Species of grass-like plant

Ptilotus distans is a species of flowering plant in the family Amaranthaceae and is endemic to the north-west of Australia. It is an erect perennial herb, with linear stem leaves and cylindrical green or brown spikes of glabrous, colourless flowers.

== Description ==
Ptilotus distans is an erect, perennial herb that typically grows to a height of up to 0.8–1.0 m tall, its stems glabrous. The leaves are arranged on the stems, 20–90 mm long and 0.7–2 mm wide. The flowers are arranged in cylindrical spikes 50–300 mm long and 10–30 mm wide with egg-shaped bracts and bracteoles up to 5.2 mm long and 1.5 mm wide.

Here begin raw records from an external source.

//! Drill: a small trace-and-compare harness for coding-exercise functions.
//!
//! Bind a [`TestRunner`] to a callable by name, then `run` it, `test` it
//! against an expected value, or `evaluate` a [`Batch`] of cases.

pub use crate::batch::{Batch, BatchCase, Tally};
pub use crate::call::CallArgs;
pub use crate::errors::{DrillError, ErrorKind};
pub use crate::registry::{build_default_registry, Callable, Registry};
pub use crate::runner::{RunnerConfig, TestRunner};
pub use crate::value::Value;

pub mod batch;
pub mod call;
pub mod cli;
pub mod errors;
pub mod exercises;
pub mod output;
pub mod registry;
pub mod runner;
pub mod suite;
pub mod syntax;
pub mod value;
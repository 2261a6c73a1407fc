//! Argument-text parser
//!
//! Turns the literal rendering of one call's arguments (`'abc', 3, sep='-'`)
//! into a [`CallArgs`]. Only literals are accepted; nothing is evaluated.

use crate::call::CallArgs;
use crate::errors::{to_source_span, DrillError, ErrorKind, ErrorReporting, SourceContext};
use crate::value::Value;
use pest::{error::Error, iterators::Pair, Parser};
use pest_derive::Parser;

#[derive(Parser)]
#[grammar = "syntax/arguments.pest"]
struct ArgumentParser;

// ============================================================================
// PUBLIC API
// ============================================================================

/// Parse argument-text into call arguments.
pub fn parse_arguments(text: &str) -> Result<CallArgs, DrillError> {
    parse_arguments_in(text, &SourceContext::from_text("arguments", text))
}

/// Parse argument-text, reporting errors against `source`.
pub fn parse_arguments_in(text: &str, source: &SourceContext) -> Result<CallArgs, DrillError> {
    let mut pairs = ArgumentParser::parse(Rule::arguments, text)
        .map_err(|e| convert_parse_error(e, source))?;

    let mut args = CallArgs::new();
    let Some(root) = pairs.next() else {
        return Ok(args);
    };

    for pair in root.into_inner() {
        match pair.as_rule() {
            Rule::EOI => {}
            Rule::named => {
                let span = pair.as_span();
                let mut inner = pair.into_inner();
                let (Some(name), Some(value)) = (inner.next(), inner.next()) else {
                    return Err(source.argument_syntax(
                        "expected name=value",
                        to_source_span(span.start(), span.end()),
                    ));
                };
                args = args.kwarg(name.as_str(), build_value(value, source)?);
            }
            _ => {
                if !args.named.is_empty() {
                    let span = pair.as_span();
                    return Err(source
                        .report(
                            ErrorKind::ArgumentOrder,
                            to_source_span(span.start(), span.end()),
                        )
                        .with_help("move positional arguments before named ones"));
                }
                args.positional.push(build_value(pair, source)?);
            }
        }
    }

    Ok(args)
}

/// Parse a single literal, such as the expected value given on the command line.
pub fn parse_value(text: &str) -> Result<Value, DrillError> {
    let source = SourceContext::from_text("value", text);
    let mut args = parse_arguments_in(text, &source)?;
    if args.positional.len() != 1 || !args.named.is_empty() {
        return Err(source.argument_syntax(
            "expected exactly one literal value",
            to_source_span(0, text.len()),
        ));
    }
    Ok(args.positional.remove(0))
}

// ============================================================================
// VALUE BUILDERS
// ============================================================================

fn build_value(pair: Pair<Rule>, source: &SourceContext) -> Result<Value, DrillError> {
    let span = pair.as_span();
    let src_span = to_source_span(span.start(), span.end());
    let text = pair.as_str();

    match pair.as_rule() {
        Rule::integer => text
            .parse::<i64>()
            .map(Value::Int)
            .map_err(|_| source.invalid_literal("int", text, src_span)),

        Rule::float => text
            .parse::<f64>()
            .map(Value::Float)
            .map_err(|_| source.invalid_literal("float", text, src_span)),

        Rule::boolean => Ok(Value::Bool(matches!(text, "True" | "true"))),

        Rule::none => Ok(Value::Nil),

        Rule::string => {
            let quoted = pair.into_inner().next().map_or(text, |p| p.as_str());
            Ok(Value::Str(unescape_string(quoted)))
        }

        Rule::list => {
            let items: Result<Vec<_>, _> = pair
                .into_inner()
                .map(|p| build_value(p, source))
                .collect();
            Ok(Value::List(items?))
        }

        rule => Err(source.argument_syntax(&format!("unsupported rule: {:?}", rule), src_span)),
    }
}

// ============================================================================
// UTILITIES
// ============================================================================

fn unescape_string(text: &str) -> String {
    // Remove surrounding quotes
    let inner = &text[1..text.len() - 1];
    let mut result = String::with_capacity(inner.len());
    let mut chars = inner.chars();

    while let Some(ch) = chars.next() {
        if ch == '\\' {
            match chars.next() {
                Some('n') => result.push('\n'),
                Some('t') => result.push('\t'),
                Some('\\') => result.push('\\'),
                Some('"') => result.push('"'),
                Some('\'') => result.push('\''),
                Some(other) => {
                    result.push('\\');
                    result.push(other);
                }
                None => result.push('\\'),
            }
        } else {
            result.push(ch);
        }
    }

    result
}

fn convert_parse_error(error: Error<Rule>, source: &SourceContext) -> DrillError {
    let (start, end) = match error.location {
        pest::error::InputLocation::Pos(pos) => (pos, pos),
        pest::error::InputLocation::Span((start, end)) => (start, end),
    };

    let rest = source.content.get(start..).unwrap_or_default();
    let message = if rest.starts_with('\'') || rest.starts_with('"') {
        "unterminated string"
    } else if start >= source.content.len() {
        "unexpected end of arguments"
    } else {
        "expected a literal value or name=value"
    };

    source.argument_syntax(message, to_source_span(start, end))
}
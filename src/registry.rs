//! # Callable Registry
//!
//! Maps a callable's name, as text, to the function that implements it. This
//! is how a [`TestRunner`](crate::runner::TestRunner) turns "the function
//! called `double`" into something it can invoke.
//!
//! ## Usage Workflow
//! ```rust
//! use drill::registry::{build_default_registry, Registry};
//! use drill::{CallArgs, Value};
//!
//! let mut registry = build_default_registry();
//! registry.register("triple", |args: &CallArgs| {
//!     Ok(Value::Int(args.int("triple", 0, "n")? * 3))
//! });
//! assert!(registry.has("double"));
//! assert!(registry.has("triple"));
//! ```
//!
//! ## Registry Invariant
//! A registry is built once by the caller and passed by reference to every
//! runner constructed from it. Runners resolve their callable at construction
//! and never consult a hidden or global registry.

use crate::call::CallArgs;
use crate::errors::{DrillError, ErrorKind};
use crate::exercises;
use crate::value::Value;
use im::HashMap;

// ============================================================================
// CORE TYPES
// ============================================================================

/// A target callable: receives one invocation's arguments and returns a value
/// or raises an error.
pub type Callable = fn(&CallArgs) -> Result<Value, DrillError>;

/// Registry for all callables, inspectable at runtime.
#[derive(Default, Clone)]
pub struct Registry {
    callables: HashMap<String, Callable>,
}

impl Registry {
    pub fn new() -> Self {
        Self::default()
    }

    pub fn get(&self, name: &str) -> Option<Callable> {
        self.callables.get(name).copied()
    }

    /// Looks a callable up, failing with `UnknownCallable` when it is missing.
    pub fn resolve(&self, name: &str) -> Result<Callable, DrillError> {
        self.get(name).ok_or_else(|| {
            let err = DrillError::new(ErrorKind::UnknownCallable { name: name.into() });
            match self.closest(name) {
                Some(near) => err.with_help(format!("did you mean '{}'?", near)),
                None => err,
            }
        })
    }

    /// Registered names, sorted.
    pub fn list(&self) -> Vec<String> {
        let mut names: Vec<String> = self.callables.keys().cloned().collect();
        names.sort();
        names
    }

    pub fn register(&mut self, name: &str, func: Callable) {
        self.callables.insert(name.to_string(), func);
    }

    pub fn remove(&mut self, name: &str) -> Option<Callable> {
        self.callables.remove(name)
    }

    pub fn has(&self, name: &str) -> bool {
        self.callables.contains_key(name)
    }

    pub fn len(&self) -> usize {
        self.callables.len()
    }

    pub fn is_empty(&self) -> bool {
        self.callables.is_empty()
    }

    // A registered name sharing a prefix or differing only in case.
    fn closest(&self, name: &str) -> Option<String> {
        let lower = name.to_lowercase();
        self.list().into_iter().find(|candidate| {
            let cand = candidate.to_lowercase();
            cand == lower || (lower.len() >= 3 && cand.starts_with(&lower))
        })
    }
}

/// Builds a registry with the standard exercise library registered.
///
/// # Example
/// ```rust
/// use drill::registry::build_default_registry;
/// let registry = build_default_registry();
/// assert!(!registry.is_empty());
/// ```
pub fn build_default_registry() -> Registry {
    let mut registry = Registry::new();
    exercises::register_all_exercises(&mut registry);
    registry
}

The outer two tepals are slightly longer and wider than the inner tepals, up to 15 mm long and about 1 mm wide. The style is 1.2 mm long and curved. Flowering occurs throughout the year with a peak in October and the seeds are dull orange or pale brown, 2.7–2.9 mm long.

==Taxonomy==
This species was first formally described in 1810 by Robert Brown who gave it the name Trichinium distans in his Prodromus Florae Novae Hollandiae et Insulae Van Diemen. In 1816, Poiret transferred the species to Ptilotus as P. distans in a supplement to the Encyclopédie Méthodique. The specific epithet (distans) means 'standing apart', referring to the well-spaced flowers.

==Distribution and habitat==
Ptilotus distans is found in the Darwin Coastal and Northern Kimberley bioregions of northern Western Australia where it grows in lateritic scree, and in the Arnhem Coast, Arnhem Plateau, Central Arnhem, Daly Basin, Darwin Coastal, Gulf Fall and Uplands, Pine Creek, Tiwi Cobourg and Victoria Bonaparte bioregions of the Northern Territory, where it grows in a range of habitats.

==Conservation status==
This species of Ptilotus is listed as "not threatened" by the Government of Western Australia Department of Biodiversity, Conservation and Attractions, and as of "least concern" under the Territory Parks and Wildlife Conservation Act.